(Saved entries)
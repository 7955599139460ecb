use rfc_mx::*;
use tracing_subscriber::EnvFilter;

fn main() {
    // RUST_LOG=rfc_mx=debug shows why each input was rejected
    tracing_subscriber::fmt()
        .with_env_filter(EnvFilter::from_default_env())
        .init();

    println!("=== RFC Validation ===\n");

    let inputs: Vec<String> = std::env::args().skip(1).collect();
    let inputs = if inputs.is_empty() {
        [
            "GODE561231GR8",    // person
            "mag-041126-gt8",   // company, unnormalized
            "GODE561231GR9",    // wrong verification digit
            "GODE561331GR2",    // month 13
            "GODE561331GR0",    // month 13 and wrong digit
            "NOT AN RFC",       // bad format
        ]
        .map(String::from)
        .to_vec()
    } else {
        inputs
    };

    for input in &inputs {
        let result = validate(input);
        match &result {
            ValidationResult::Valid { rfc, rfc_type } => {
                println!("  {input} => valid {rfc_type} ({rfc})")
            }
            ValidationResult::Invalid { errors } => {
                let kinds: Vec<&str> = errors.iter().map(ErrorKind::as_str).collect();
                println!("  {input} => INVALID: {}", kinds.join(", "))
            }
        }
        if let Ok(json) = serde_json::to_string(&result) {
            println!("      {json}");
        }
    }

    println!("\n=== Typed Parsing ===\n");

    match "GODE561231GR8".parse::<Rfc>() {
        Ok(rfc) => println!(
            "  {rfc}: letters={}, date={}, homoclave={}",
            rfc.letters(),
            rfc.date(),
            rfc.homoclave()
        ),
        Err(e) => println!("  {e}"),
    }
}
//! RFC verification digit (dígito verificador).
//!
//! Each character is mapped to its position in the SAT dictionary, weighted
//! by its distance from the end of a 13-character frame, and summed modulo 11.
//! Company RFCs are 12 characters long and get a leading space so both kinds
//! share the same weights.

use super::error::ChecksumError;
use super::types::{COMPANY_RFC_LEN, PERSON_RFC_LEN};

/// SAT checksum dictionary. A character's value is its index.
const DICTIONARY: [char; 39] = [
    '0', '1', '2', '3', '4', '5', '6', '7', '8', '9', 'A', 'B', 'C', 'D', 'E', 'F', 'G', 'H', 'I',
    'J', 'K', 'L', 'M', 'N', '&', 'O', 'P', 'Q', 'R', 'S', 'T', 'U', 'V', 'W', 'X', 'Y', 'Z', ' ',
    'Ñ',
];

const FRAME_LEN: usize = PERSON_RFC_LEN;
const PADDING: char = ' ';

fn char_value(c: char) -> Result<u32, ChecksumError> {
    DICTIONARY
        .iter()
        .position(|&d| d == c)
        .map(|i| i as u32)
        .ok_or(ChecksumError::UnknownCharacter(c))
}

/// Compute the expected verification digit for a full RFC.
///
/// `rfc` is the complete normalized identifier including its current last
/// character, which is ignored. Returns `'0'`–`'9'` or `'A'`.
pub fn verification_digit(rfc: &str) -> Result<char, ChecksumError> {
    let mut frame: Vec<char> = rfc.chars().collect();
    match frame.len() {
        FRAME_LEN => {}
        COMPANY_RFC_LEN => frame.insert(0, PADDING),
        n => return Err(ChecksumError::UnsupportedLength(n)),
    }

    let mut sum = 0;
    for (i, &c) in frame[..FRAME_LEN - 1].iter().enumerate() {
        sum += char_value(c)? * (FRAME_LEN - i) as u32;
    }

    Ok(match 11 - sum % 11 {
        11 => '0',
        10 => 'A',
        d => char::from(b'0' + d as u8),
    })
}

/// Whether the last character of `rfc` equals its computed verification digit.
///
/// Calculator faults (bad length, unknown characters) count as a mismatch.
pub fn has_valid_verification_digit(rfc: &str) -> bool {
    let Some(actual) = rfc.chars().last() else {
        return false;
    };
    match verification_digit(rfc) {
        Ok(expected) => expected == actual,
        Err(e) => {
            tracing::trace!(error = %e, "verification digit could not be computed");
            false
        }
    }
}

#[cfg(test)]
mod tests {
    use super::*;

    #[test]
    fn dictionary_values() {
        assert_eq!(char_value('0'), Ok(0));
        assert_eq!(char_value('9'), Ok(9));
        assert_eq!(char_value('A'), Ok(10));
        assert_eq!(char_value('N'), Ok(23));
        assert_eq!(char_value('&'), Ok(24));
        assert_eq!(char_value('O'), Ok(25));
        assert_eq!(char_value('Z'), Ok(36));
        assert_eq!(char_value(' '), Ok(37));
        assert_eq!(char_value('Ñ'), Ok(38));
    }

    #[test]
    fn known_person() {
        assert_eq!(verification_digit("GODE561231GR8"), Ok('8'));
        assert_eq!(verification_digit("XEXX010101000"), Ok('0'));
    }

    #[test]
    fn known_company() {
        assert_eq!(verification_digit("MAG041126GT8"), Ok('8'));
        assert_eq!(verification_digit("AAA010101AA1"), Ok('1'));
    }

    #[test]
    fn remainder_one_maps_to_a() {
        assert_eq!(verification_digit("GODE560229GRA"), Ok('A'));
    }

    #[test]
    fn last_character_is_ignored() {
        assert_eq!(verification_digit("GODE561231GRX"), Ok('8'));
        assert_eq!(verification_digit("MAG041126GT0"), Ok('8'));
    }

    #[test]
    fn enye_and_ampersand() {
        assert_eq!(verification_digit("ÑAND800101AB2"), Ok('2'));
        assert_eq!(verification_digit("AÑO900101AB7"), Ok('7'));
        assert_eq!(verification_digit("A&B900101XY5"), Ok('5'));
    }

    #[test]
    fn unsupported_length() {
        assert_eq!(
            verification_digit("GODE561231G"),
            Err(ChecksumError::UnsupportedLength(11))
        );
        assert_eq!(verification_digit(""), Err(ChecksumError::UnsupportedLength(0)));
    }

    #[test]
    fn unknown_character() {
        assert_eq!(
            verification_digit("GODE561231#R8"),
            Err(ChecksumError::UnknownCharacter('#'))
        );
    }

    #[test]
    fn mismatch_and_fault_both_fail() {
        assert!(has_valid_verification_digit("GODE561231GR8"));
        assert!(!has_valid_verification_digit("GODE561231GR9"));
        assert!(!has_valid_verification_digit("GODE561231#R8"));
        assert!(!has_valid_verification_digit(""));
    }
}
#![no_main]

use libfuzzer_sys::fuzz_target;

fuzz_target!(|data: &[u8]| {
    if let Ok(s) = std::str::from_utf8(data) {
        // Errors are fine, panics are bugs.
        let _ = rfc_mx::verification_digit(s);
    }
});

Exercise prompt: May I have the entries returned exactly, with every line in place?

Finished task:
repository 7955599139460ecb
use rfc_mx::*;
use tracing_subscriber::EnvFilter;

fn main() {
    // RUST_LOG=rfc_mx=debug shows why each input was rejected
    tracing_subscriber::fmt()
        .with_env_filter(EnvFilter::from_default_env())
        .init();

    println!("=== RFC Validation ===\n");

    let inputs: Vec<String> = std::env::args().skip(1).collect();
    let inputs = if inputs.is_empty() {
        [
            "GODE561231GR8",    // person
            "mag-041126-gt8",   // company, unnormalized
            "GODE561231GR9",    // wrong verification digit
            "GODE561331GR2",    // month 13
            "GODE561331GR0",    // month 13 and wrong digit
            "NOT AN RFC",       // bad format
        ]
        .map(String::from)
        .to_vec()
    } else {
        inputs
    };

    for input in &inputs {
        let result = validate(input);
        match &result {
            ValidationResult::Valid { rfc, rfc_type } => {
                println!("  {input} => valid {rfc_type} ({rfc})")
            }
            ValidationResult::Invalid { errors } => {
                let kinds: Vec<&str> = errors.iter().map(ErrorKind::as_str).collect();
                println!("  {input} => INVALID: {}", kinds.join(", "))
            }
        }
        if let Ok(json) = serde_json::to_string(&result) {
            println!("      {json}");
        }
    }

    println!("\n=== Typed Parsing ===\n");

    match "GODE561231GR8".parse::<Rfc>() {
        Ok(rfc) => println!(
            "  {rfc}: letters={}, date={}, homoclave={}",
            rfc.letters(),
            rfc.date(),
            rfc.homoclave()
        ),
        Err(e) => println!("  {e}"),
    }
}
//! RFC verification digit (dígito verificador).
//!
//! Each character is mapped to its position in the SAT dictionary, weighted
//! by its distance from the end of a 13-character frame, and summed modulo 11.
//! Company RFCs are 12 characters long and get a leading space so both kinds
//! share the same weights.

use super::error::ChecksumError;
use super::types::{COMPANY_RFC_LEN, PERSON_RFC_LEN};

/// SAT checksum dictionary. A character's value is its index.
const DICTIONARY: [char; 39] = [
    '0', '1', '2', '3', '4', '5', '6', '7', '8', '9', 'A', 'B', 'C', 'D', 'E', 'F', 'G', 'H', 'I',
    'J', 'K', 'L', 'M', 'N', '&', 'O', 'P', 'Q', 'R', 'S', 'T', 'U', 'V', 'W', 'X', 'Y', 'Z', ' ',
    'Ñ',
];

const FRAME_LEN: usize = PERSON_RFC_LEN;
const PADDING: char = ' ';

fn char_value(c: char) -> Result<u32, ChecksumError> {
    DICTIONARY
        .iter()
        .position(|&d| d == c)
        .map(|i| i as u32)
        .ok_or(ChecksumError::UnknownCharacter(c))
}

/// Compute the expected verification digit for a full RFC.
///
/// `rfc` is the complete normalized identifier including its current last
/// character, which is ignored. Returns `'0'`–`'9'` or `'A'`.
pub fn verification_digit(rfc: &str) -> Result<char, ChecksumError> {
    let mut frame: Vec<char> = rfc.chars().collect();
    match frame.len() {
        FRAME_LEN => {}
        COMPANY_RFC_LEN => frame.insert(0, PADDING),
        n => return Err(ChecksumError::UnsupportedLength(n)),
    }

    let mut sum = 0;
    for (i, &c) in frame[..FRAME_LEN - 1].iter().enumerate() {
        sum += char_value(c)? * (FRAME_LEN - i) as u32;
    }

    Ok(match 11 - sum % 11 {
        11 => '0',
        10 => 'A',
        d => char::from(b'0' + d as u8),
    })
}

/// Whether the last character of `rfc` equals its computed verification digit.
///
/// Calculator faults (bad length, unknown characters) count as a mismatch.
pub fn has_valid_verification_digit(rfc: &str) -> bool {
    let Some(actual) = rfc.chars().last() else {
        return false;
    };
    match verification_digit(rfc) {
        Ok(expected) => expected == actual,
        Err(e) => {
            tracing::trace!(error = %e, "verification digit could not be computed");
            false
        }
    }
}

#[cfg(test)]
mod tests {
    use super::*;

    #[test]
    fn dictionary_values() {
        assert_eq!(char_value('0'), Ok(0));
        assert_eq!(char_value('9'), Ok(9));
        assert_eq!(char_value('A'), Ok(10));
        assert_eq!(char_value('N'), Ok(23));
        assert_eq!(char_value('&'), Ok(24));
        assert_eq!(char_value('O'), Ok(25));
        assert_eq!(char_value('Z'), Ok(36));
        assert_eq!(char_value(' '), Ok(37));
        assert_eq!(char_value('Ñ'), Ok(38));
    }

    #[test]
    fn known_person() {
        assert_eq!(verification_digit("GODE561231GR8"), Ok('8'));
        assert_eq!(verification_digit("XEXX010101000"), Ok('0'));
    }

    #[test]
    fn known_company() {
        assert_eq!(verification_digit("MAG041126GT8"), Ok('8'));
        assert_eq!(verification_digit("AAA010101AA1"), Ok('1'));
    }

    #[test]
    fn remainder_one_maps_to_a() {
        assert_eq!(verification_digit("GODE560229GRA"), Ok('A'));
    }

    #[test]
    fn last_character_is_ignored() {
        assert_eq!(verification_digit("GODE561231GRX"), Ok('8'));
        assert_eq!(verification_digit("MAG041126GT0"), Ok('8'));
    }

    #[test]
    fn enye_and_ampersand() {
        assert_eq!(verification_digit("ÑAND800101AB2"), Ok('2'));
        assert_eq!(verification_digit("AÑO900101AB7"), Ok('7'));
        assert_eq!(verification_digit("A&B900101XY5"), Ok('5'));
    }

    #[test]
    fn unsupported_length() {
        assert_eq!(
            verification_digit("GODE561231G"),
            Err(ChecksumError::UnsupportedLength(11))
        );
        assert_eq!(verification_digit(""), Err(ChecksumError::UnsupportedLength(0)));
    }

    #[test]
    fn unknown_character() {
        assert_eq!(
            verification_digit("GODE561231#R8"),
            Err(ChecksumError::UnknownCharacter('#'))
        );
    }

    #[test]
    fn mismatch_and_fault_both_fail() {
        assert!(has_valid_verification_digit("GODE561231GR8"));
        assert!(!has_valid_verification_digit("GODE561231GR9"));
        assert!(!has_valid_verification_digit("GODE561231#R8"));
        assert!(!has_valid_verification_digit(""));
    }
}
#![no_main]

use libfuzzer_sys::fuzz_target;

fuzz_target!(|data: &[u8]| {
    if let Ok(s) = std::str::from_utf8(data) {
        // Errors are fine, panics are bugs.
        let _ = rfc_mx::verification_digit(s);
    }
});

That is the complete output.